▶ **WHAT YOU WILL DO**
Look through the material below. Return exactly the lines from the one with "repository a26a4c3af8786ebe" through the one with "pub enum NormalizeError", both included.

+--

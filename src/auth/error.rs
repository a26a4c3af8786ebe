//! Error taxonomy for the authentication core.

use thiserror::Error;

/// Failures at the identity provider boundary.
#[derive(Debug, Error)]
pub enum AuthError {
    /// The access token is not a readable JWT (claims segment missing or
    /// undecodable).
    #[error("malformed access token")]
    MalformedToken,

    /// The identity provider rejected the operation.
    #[error("identity provider rejected the request: {0}")]
    Rejected(String),

    /// Network-level failure talking to the identity provider.
    #[error("identity provider unreachable: {0}")]
    Network(String),

    /// The operation requires a browser environment.
    #[error("not available on server")]
    Unavailable,
}

/// The backend `/auth/me` payload could not be reduced to a user + profile.
#[derive(Debug, Error, PartialEq, Eq)]
pub enum NormalizeError {
    /// Neither `user` nor `User` is present at the top level.
    #[error("no user object in response")]
    MissingUser,

    /// A required user field is absent under every known key variant.
    #[error("user object missing required field `{0}`")]
    MissingField(&'static str),

    /// The role string is none of the known roles.
    #[error("unrecognized role `{0}`")]
    UnknownRole(String),
}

+--

▶ **RESPONSE BOX**
repository a26a4c3af8786ebe
//! Error taxonomy for the authentication core.

use thiserror::Error;

/// Failures at the identity provider boundary.
#[derive(Debug, Error)]
pub enum AuthError {
    /// The access token is not a readable JWT (claims segment missing or
    /// undecodable).
    #[error("malformed access token")]
    MalformedToken,

    /// The identity provider rejected the operation.
    #[error("identity provider rejected the request: {0}")]
    Rejected(String),

    /// Network-level failure talking to the identity provider.
    #[error("identity provider unreachable: {0}")]
    Network(String),

    /// The operation requires a browser environment.
    #[error("not available on server")]
    Unavailable,
}

/// The backend `/auth/me` payload could not be reduced to a user + profile.
#[derive(Debug, Error, PartialEq, Eq)]
pub enum NormalizeError {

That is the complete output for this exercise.